According to some philosophers, the dream hypothesis is at best useless. Russell said as much in Problems of Philosophy:

There is no logical impossibility in the supposition that the whole of life is a dream, in which we ourselves create all the objects that come before us. But although this is not logically impossible, there is no reason whatever to suppose that it is true; and it is, in fact, a less simple hypothesis, viewed as a means of accounting for the facts of our own life, than the common-sense hypothesis that there really are objects independent of us, whose action on us causes our sensations.

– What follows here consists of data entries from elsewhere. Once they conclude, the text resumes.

//! Per-artifact platform metadata and the validity check built on it.
//!
//! Archives carry a JSON version file at `Carthage/Build/.<name>.version`
//! recording which platforms they were built for. Validation extracts only
//! that entry into a scratch directory that is removed when the check ends.
//!
//! The check is deliberately asymmetric: an archive without a version file
//! predates the metadata and is accepted for any platform, whereas a version
//! file that exists but cannot be parsed condemns the archive.

use camino::Utf8Path;
use serde::{Deserialize, Serialize};
use std::io::ErrorKind;
use tracing::{debug, warn};

use crate::archive::ArchiveExtractor;
use crate::model::{Platform, PlatformSet};
use crate::observability::LOG_TARGET;

/// Directory inside an archive that holds version files.
pub const METADATA_DIR: &str = "Carthage/Build";

/// A framework recorded for one platform.
#[derive(Debug, Clone, PartialEq, Eq, Serialize, Deserialize)]
pub struct CachedFramework {
    /// Framework name.
    pub name: String,
    /// Content fingerprint of the built framework.
    pub hash: String,
    /// Toolchain that produced the framework, when recorded.
    #[serde(
        rename = "swiftToolchainVersion",
        default,
        skip_serializing_if = "Option::is_none"
    )]
    pub toolchain: Option<String>,
}

/// Metadata describing what an archive was built for.
#[derive(Debug, Clone, Default, PartialEq, Eq, Serialize, Deserialize)]
pub struct VersionFile {
    /// Version the archive was built from.
    #[serde(default)]
    pub commitish: String,
    /// Fingerprint of the dependency graph at build time.
    #[serde(
        rename = "resolvedDependenciesHash",
        default,
        skip_serializing_if = "Option::is_none"
    )]
    pub resolved_dependencies_hash: Option<String>,
    /// Frameworks built for iOS.
    #[serde(rename = "iOS", default, skip_serializing_if = "Option::is_none")]
    pub ios: Option<Vec<CachedFramework>>,
    /// Frameworks built for macOS.
    #[serde(rename = "Mac", default, skip_serializing_if = "Option::is_none")]
    pub mac_os: Option<Vec<CachedFramework>>,
    /// Frameworks built for tvOS.
    #[serde(rename = "tvOS", default, skip_serializing_if = "Option::is_none")]
    pub tv_os: Option<Vec<CachedFramework>>,
    /// Frameworks built for watchOS.
    #[serde(rename = "watchOS", default, skip_serializing_if = "Option::is_none")]
    pub watch_os: Option<Vec<CachedFramework>>,
}

impl VersionFile {
    /// Parses a version file.
    ///
    /// # Errors
    ///
    /// Returns the JSON error when the document is malformed.
    pub fn from_json(raw: &str) -> serde_json::Result<Self> {
        serde_json::from_str(raw)
    }

    /// Serialises the version file as pretty-printed JSON.
    ///
    /// # Errors
    ///
    /// Returns the JSON error if serialisation fails.
    pub fn to_json(&self) -> serde_json::Result<String> {
        serde_json::to_string_pretty(self)
    }

    /// Frameworks recorded for `platform`, if the platform was built.
    #[must_use]
    pub fn frameworks(&self, platform: Platform) -> Option<&[CachedFramework]> {
        match platform {
            Platform::Ios => self.ios.as_deref(),
            Platform::MacOs => self.mac_os.as_deref(),
            Platform::TvOs => self.tv_os.as_deref(),
            Platform::WatchOs => self.watch_os.as_deref(),
        }
    }

    /// Records `frameworks` as built for `platform`.
    #[must_use]
    pub fn with_platform(mut self, platform: Platform, frameworks: Vec<CachedFramework>) -> Self {
        let slot = match platform {
            Platform::Ios => &mut self.ios,
            Platform::MacOs => &mut self.mac_os,
            Platform::TvOs => &mut self.tv_os,
            Platform::WatchOs => &mut self.watch_os,
        };
        *slot = Some(frameworks);
        self
    }

    /// Reports whether every requested platform is recorded.
    #[must_use]
    pub fn covers(&self, platforms: &PlatformSet) -> bool {
        platforms
            .iter()
            .all(|platform| self.frameworks(*platform).is_some())
    }
}

/// Returns the in-archive path of a dependency's version file.
///
/// # Examples
///
/// ```
/// use prebuilt_cache::cache::version_file_entry;
///
/// assert_eq!(version_file_entry("Foo"), "Carthage/Build/.Foo.version");
/// ```
#[must_use]
pub fn version_file_entry(dependency: &str) -> String {
    format!("{METADATA_DIR}/.{dependency}.version")
}

/// Outcome of inspecting a cache entry.
#[derive(Debug, Clone, Copy, PartialEq, Eq)]
pub enum EntryValidity {
    /// No file exists at the entry path.
    Missing,
    /// The archive carries no readable version file.
    Unversioned,
    /// The version file records every requested platform.
    Covered,
    /// The version file lacks at least one requested platform.
    Uncovered,
    /// The version file exists but is malformed.
    Corrupt,
}

impl EntryValidity {
    /// Reports whether the entry can be served without fetching.
    #[must_use]
    pub const fn is_valid(self) -> bool {
        matches!(self, Self::Unversioned | Self::Covered)
    }
}

/// Inspects the archive at `archive` for the requested platforms.
pub async fn check_entry(
    archive: &Utf8Path,
    dependency: &str,
    platforms: &PlatformSet,
    extractor: &dyn ArchiveExtractor,
) -> EntryValidity {
    if !tokio::fs::try_exists(archive).await.unwrap_or(false) {
        return EntryValidity::Missing;
    }

    let scratch = match tempfile::Builder::new()
        .prefix("prebuilt-cache-version-")
        .tempdir()
    {
        Ok(dir) => dir,
        Err(err) => {
            warn!(target: LOG_TARGET, error = %err, "failed to create scratch directory; skipping metadata check");
            return EntryValidity::Unversioned;
        }
    };
    let Some(scratch_path) = Utf8Path::from_path(scratch.path()) else {
        warn!(target: LOG_TARGET, path = ?scratch.path(), "scratch directory is not UTF-8; skipping metadata check");
        return EntryValidity::Unversioned;
    };

    let entry = version_file_entry(dependency);
    if let Err(err) = extractor.extract_entry(archive, &entry, scratch_path).await {
        debug!(
            target: LOG_TARGET,
            path = %archive,
            error = %err,
            "no version file in archive; accepting as legacy artifact"
        );
        return EntryValidity::Unversioned;
    }

    let raw = match tokio::fs::read_to_string(scratch_path.join(&entry)).await {
        Ok(raw) => raw,
        Err(err) if err.kind() == ErrorKind::NotFound => return EntryValidity::Unversioned,
        Err(err) => {
            warn!(target: LOG_TARGET, path = %archive, error = %err, "unreadable version file");
            return EntryValidity::Corrupt;
        }
    };

    match VersionFile::from_json(&raw) {
        Ok(version_file) if version_file.covers(platforms) => EntryValidity::Covered,
        Ok(_) => {
            debug!(
                target: LOG_TARGET,
                path = %archive,
                platforms = ?platforms,
                "archive does not cover requested platforms"
            );
            EntryValidity::Uncovered
        }
        Err(err) => {
            warn!(target: LOG_TARGET, path = %archive, error = %err, "malformed version file");
            EntryValidity::Corrupt
        }
    }
}

/// Reports whether the archive at `archive` may be served for `platforms`.
pub async fn is_valid(
    archive: &Utf8Path,
    dependency: &str,
    platforms: &PlatformSet,
    extractor: &dyn ArchiveExtractor,
) -> bool {
    check_entry(archive, dependency, platforms, extractor)
        .await
        .is_valid()
}

#[cfg(test)]
mod tests {
    use super::*;
    use crate::test_support::FakeExtractor;
    use camino::Utf8PathBuf;
    use rstest::rstest;
    use tempfile::tempdir;

    fn framework(name: &str) -> CachedFramework {
        CachedFramework {
            name: name.to_owned(),
            hash: "deadbeef".to_owned(),
            toolchain: Some("5.9".to_owned()),
        }
    }

    fn ios_and_mac() -> String {
        VersionFile::default()
            .with_platform(Platform::Ios, vec![framework("Foo")])
            .with_platform(Platform::MacOs, vec![framework("Foo")])
            .to_json()
            .expect("serialise")
    }

    fn platforms(list: &[Platform]) -> PlatformSet {
        list.iter().copied().collect()
    }

    fn archive_in(temp: &tempfile::TempDir) -> Utf8PathBuf {
        let path = Utf8Path::from_path(temp.path())
            .expect("utf8 path")
            .join("Foo.framework.zip");
        std::fs::write(&path, b"archive").expect("write archive");
        path
    }

    #[test]
    fn parses_platform_keys() {
        let parsed = VersionFile::from_json(
            r#"{"commitish":"1.0.0","iOS":[{"name":"Foo","hash":"abc"}],"Mac":[]}"#,
        )
        .expect("parse");
        assert!(parsed.frameworks(Platform::Ios).is_some());
        assert_eq!(parsed.frameworks(Platform::MacOs), Some(&[][..]));
        assert!(parsed.frameworks(Platform::TvOs).is_none());
    }

    #[tokio::test]
    async fn missing_archive_is_missing() {
        let temp = tempdir().expect("tempdir");
        let archive = Utf8Path::from_path(temp.path()).expect("utf8").join("absent.zip");
        let validity =
            check_entry(&archive, "Foo", &platforms(&[Platform::Ios]), &FakeExtractor::missing()).await;
        assert_eq!(validity, EntryValidity::Missing);
        assert!(!validity.is_valid());
    }

    #[tokio::test]
    async fn archive_without_metadata_is_valid_for_any_platforms() {
        let temp = tempdir().expect("tempdir");
        let archive = archive_in(&temp);
        let all = platforms(&Platform::ALL);
        assert!(is_valid(&archive, "Foo", &all, &FakeExtractor::missing()).await);
    }

    #[tokio::test]
    async fn malformed_metadata_is_always_invalid() {
        let temp = tempdir().expect("tempdir");
        let archive = archive_in(&temp);
        let extractor = FakeExtractor::with_contents("{ not json");
        let validity = check_entry(&archive, "Foo", &platforms(&[Platform::Ios]), &extractor).await;
        assert_eq!(validity, EntryValidity::Corrupt);
    }

    #[rstest]
    #[case(&[Platform::Ios], true)]
    #[case(&[Platform::Ios, Platform::MacOs], true)]
    #[case(&[Platform::Ios, Platform::TvOs], false)]
    #[tokio::test]
    async fn coverage_decides_validity(#[case] requested: &[Platform], #[case] expected: bool) {
        let temp = tempdir().expect("tempdir");
        let archive = archive_in(&temp);
        let extractor = FakeExtractor::with_contents(ios_and_mac());
        assert_eq!(
            is_valid(&archive, "Foo", &platforms(requested), &extractor).await,
            expected
        );
    }

    #[tokio::test]
    async fn extractor_receives_dependency_specific_entry() {
        let temp = tempdir().expect("tempdir");
        let archive = archive_in(&temp);
        let extractor = FakeExtractor::with_contents(ios_and_mac());
        let _ = check_entry(&archive, "Bar", &platforms(&[Platform::Ios]), &extractor).await;
        assert_eq!(extractor.requested_entries(), vec![version_file_entry("Bar")]);
    }
}
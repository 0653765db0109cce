//! REST client for the public service and its enterprise installs.

use async_trait::async_trait;
use camino::Utf8Path;
use color_eyre::eyre::eyre;
use reqwest::header::ACCEPT;
use reqwest::{Response, StatusCode, Url};
use serde::Deserialize;
use tempfile::NamedTempFile;
use tracing::debug;

use super::{Release, ReleaseAsset, ReleaseLookupError, ReleaseSource};
use crate::error::CacheError;
use crate::fetch::http::{HttpCredentials, authorize, build_client, write_body};
use crate::model::HostedRepository;
use crate::observability::FETCH_LOG_TARGET;

const API_MEDIA_TYPE: &str = "application/vnd.github+json";
const ASSET_MEDIA_TYPE: &str = "application/octet-stream";

#[derive(Debug, Deserialize)]
struct ApiMessage {
    message: String,
}

/// [`ReleaseSource`] backed by the hosting service's REST API.
#[derive(Debug, Clone)]
pub struct GitHubReleases {
    client: reqwest::Client,
}

impl GitHubReleases {
    /// Creates a client with the crate's user agent.
    ///
    /// # Errors
    ///
    /// Returns an error if the TLS backend cannot be initialised.
    pub fn new() -> Result<Self, CacheError> {
        Ok(Self::with_client(build_client()?))
    }

    /// Wraps an existing `reqwest` client.
    #[must_use]
    pub const fn with_client(client: reqwest::Client) -> Self {
        Self { client }
    }
}

/// Builds `<api>/repos/<owner>/<name>/releases/tags/<tag>`.
///
/// Each component is pushed as a single percent-encoded segment, so tags
/// containing `/` stay intact.
fn release_url(repository: &HostedRepository, tag: &str) -> Result<Url, ReleaseLookupError> {
    let mut url = repository
        .server
        .api_base()
        .map_err(CacheError::from)?;
    url.path_segments_mut()
        .map_err(|()| CacheError::from(eyre!("API base {repository} cannot carry a path")))?
        .pop_if_empty()
        .extend([
            "repos",
            repository.owner.as_str(),
            repository.name.as_str(),
            "releases",
            "tags",
            tag,
        ]);
    Ok(url)
}

/// Converts a non-success response into a lookup error.
async fn failure(response: Response) -> ReleaseLookupError {
    let status = response.status();
    if status == StatusCode::NOT_FOUND {
        return ReleaseLookupError::NotFound;
    }
    let fallback = status.canonical_reason().unwrap_or("unexpected status").to_owned();
    let message = response
        .json::<ApiMessage>()
        .await
        .map_or(fallback, |body| body.message);
    ReleaseLookupError::Api {
        status: status.as_u16(),
        message,
    }
}

#[async_trait]
impl ReleaseSource for GitHubReleases {
    async fn release_for_tag(
        &self,
        repository: &HostedRepository,
        tag: &str,
        credentials: Option<&HttpCredentials>,
    ) -> Result<Release, ReleaseLookupError> {
        let url = release_url(repository, tag)?;
        debug!(
            target: FETCH_LOG_TARGET,
            %url,
            authenticated = credentials.is_some(),
            "looking up release"
        );
        let response = authorize(self.client.get(url.clone()), credentials)
            .header(ACCEPT, API_MEDIA_TYPE)
            .send()
            .await
            .map_err(|err| CacheError::from(eyre!("failed to request {url}: {err}")))?;
        if !response.status().is_success() {
            return Err(failure(response).await);
        }
        response
            .json::<Release>()
            .await
            .map_err(|err| {
                ReleaseLookupError::from(CacheError::from(eyre!(
                    "malformed release for {repository} tag {tag}: {err}"
                )))
            })
    }

    async fn download_asset(
        &self,
        asset: &ReleaseAsset,
        credentials: Option<&HttpCredentials>,
        staging_dir: &Utf8Path,
    ) -> Result<NamedTempFile, ReleaseLookupError> {
        let url = &asset.url;
        let response = authorize(self.client.get(url.clone()), credentials)
            .header(ACCEPT, ASSET_MEDIA_TYPE)
            .send()
            .await
            .map_err(|err| CacheError::from(eyre!("failed to request {url}: {err}")))?;
        if !response.status().is_success() {
            return Err(failure(response).await);
        }
        Ok(write_body(response, staging_dir).await?)
    }
}
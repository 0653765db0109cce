//! Shared tracing configuration for observability instrumentation.
//!
//! Centralises the log targets used by the crate so subscribers can filter
//! cache events without pulling in unrelated application logs.

/// Target used by cache orchestration spans and logs.
pub(crate) const LOG_TARGET: &str = "prebuilt_cache::cache";

/// Target used by entry lock acquisition and release.
pub(crate) const LOCK_LOG_TARGET: &str = "prebuilt_cache::lock";

/// Target used by the download strategies.
pub(crate) const FETCH_LOG_TARGET: &str = "prebuilt_cache::fetch";
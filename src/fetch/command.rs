//! Populating entries by running a user-supplied command.
//!
//! The command runs through the platform shell with the cache key exported
//! in its environment. It writes the archive to `CACHE_TARGET_PATH`, a
//! staging path beside the entry that is renamed into place only after the
//! command exits successfully.

use std::sync::Arc;
use std::time::Duration;

use camino::Utf8Path;
use color_eyre::eyre::eyre;
use tracing::debug;

use super::{FetchContext, staging_dir};
use crate::cache::CacheRequest;
use crate::error::{CacheError, CacheResult};
use crate::observability::FETCH_LOG_TARGET;
use crate::process::{CommandInvocation, ProcessRunner, TokioProcessRunner, render_failure};

/// Dependency name exported to the command.
pub const DEPENDENCY_NAME_ENV: &str = "CACHE_DEPENDENCY_NAME";
/// Resolved dependency graph fingerprint; empty when unknown.
pub const RESOLVED_HASH_ENV: &str = "CACHE_RESOLVED_DEPENDENCIES_HASH";
/// Pinned version string.
pub const VERSION_ENV: &str = "CACHE_VERSION";
/// Build configuration tag.
pub const CONFIGURATION_ENV: &str = "CACHE_CONFIGURATION";
/// Toolchain version.
pub const TOOLCHAIN_ENV: &str = "CACHE_TOOLCHAIN_VERSION";
/// Path the command must write the archive to.
pub const TARGET_PATH_ENV: &str = "CACHE_TARGET_PATH";

/// Runs a configured command to produce missing archives.
#[derive(Clone)]
pub struct ExternalCommandFetcher {
    command: Option<String>,
    timeout: Option<Duration>,
    runner: Arc<dyn ProcessRunner>,
}

impl ExternalCommandFetcher {
    /// Creates a fetcher that runs `command` through the shell.
    #[must_use]
    pub fn new(command: impl Into<String>) -> Self {
        Self {
            command: Some(command.into()),
            timeout: None,
            runner: Arc::new(TokioProcessRunner),
        }
    }

    /// Creates a fetcher that never runs anything.
    #[must_use]
    pub fn disabled() -> Self {
        Self {
            command: None,
            timeout: None,
            runner: Arc::new(TokioProcessRunner),
        }
    }

    /// Replaces the process runner.
    #[must_use]
    pub fn with_runner(mut self, runner: Arc<dyn ProcessRunner>) -> Self {
        self.runner = runner;
        self
    }

    /// Kills the command if it runs longer than `timeout`.
    #[must_use]
    pub const fn with_timeout(mut self, timeout: Option<Duration>) -> Self {
        self.timeout = timeout;
        self
    }

    /// Reports whether a non-blank command is configured.
    #[must_use]
    pub fn is_enabled(&self) -> bool {
        self.command().is_some()
    }

    fn command(&self) -> Option<&str> {
        self.command
            .as_deref()
            .filter(|command| !command.trim().is_empty())
    }

    pub(crate) async fn download(&self, context: &FetchContext<'_>) -> CacheResult<()> {
        let Some(command) = self.command() else {
            debug!(target: FETCH_LOG_TARGET, "no cache command configured");
            return Ok(());
        };
        let request = context.request;
        let destination = context.destination;

        let parent = staging_dir(destination)?;
        let staging = tempfile::Builder::new()
            .prefix(".fetch-")
            .tempdir_in(parent)
            .map_err(|err| {
                CacheError::io(format!("failed to create staging directory in {parent}"), err)
            })?;
        let staging_path = Utf8Path::from_path(staging.path()).ok_or_else(|| {
            CacheError::from(eyre!("staging directory {:?} is not UTF-8", staging.path()))
        })?;
        let target = staging_path.join(destination.file_name().unwrap_or("artifact"));

        let invocation = command_invocation(command, request, &target).with_timeout(self.timeout);
        context
            .events
            .downloading(&request.dependency, request.version.as_str());
        let output = self.runner.run(&invocation).await?;
        if !output.success() {
            return Err(render_failure(
                &format!(
                    "cache command failed for {} {}",
                    request.dependency.name(),
                    request.version
                ),
                &output,
            ));
        }

        if tokio::fs::try_exists(&target)
            .await
            .map_err(|err| CacheError::io(format!("failed to inspect {target}"), err))?
        {
            tokio::fs::rename(&target, destination).await.map_err(|err| {
                CacheError::io(format!("failed to move {target} into {destination}"), err)
            })?;
        } else {
            debug!(
                target: FETCH_LOG_TARGET,
                dependency = request.dependency.name(),
                "cache command produced no archive"
            );
        }
        Ok(())
    }
}

/// Builds the shell invocation with the cache key exported.
fn command_invocation(command: &str, request: &CacheRequest, target: &Utf8Path) -> CommandInvocation {
    CommandInvocation::shell(command)
        .env(DEPENDENCY_NAME_ENV, request.dependency.name())
        .env(
            RESOLVED_HASH_ENV,
            request.resolved_hash.as_deref().unwrap_or_default(),
        )
        .env(VERSION_ENV, request.version.as_str())
        .env(CONFIGURATION_ENV, request.configuration.as_str())
        .env(TOOLCHAIN_ENV, request.toolchain.as_str())
        .env(TARGET_PATH_ENV, target.as_str())
}

impl std::fmt::Debug for ExternalCommandFetcher {
    fn fmt(&self, f: &mut std::fmt::Formatter<'_>) -> std::fmt::Result {
        f.debug_struct("ExternalCommandFetcher")
            .field("command", &self.command)
            .field("timeout", &self.timeout)
            .finish_non_exhaustive()
    }
}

This seems typical. On Russell's view the dream hypothesis isn't really all that much of an intellectual outrage, but it simply doesn't amount to a hill of beans in solving any important human problems. Note, however, Russell's acknowledgment that "accounting for the facts of our own life" is a legitimate function of an hypothesis such as this. His remark will prove prophetic.

There is, as Russell claims, no reason to suppose that "life is but a dream"; but there is a great deal of reason to suppose that life might be a dream, and that makes all the difference. Russell's attention was misdirected. The dream hypothesis isn't about the senses at all. The dream hypothesis isn't about dreams. It isn't even about sleeping. The dream hypothesis, as Schopenhauer noted, (1) is about the transition between dreaming and waking. It's about changes of purpose, context, interpretation. The dream hypothesis might prove to be true-we might wake up to find that we have misunderstood everything. Anyone might wake up, and this is true forever.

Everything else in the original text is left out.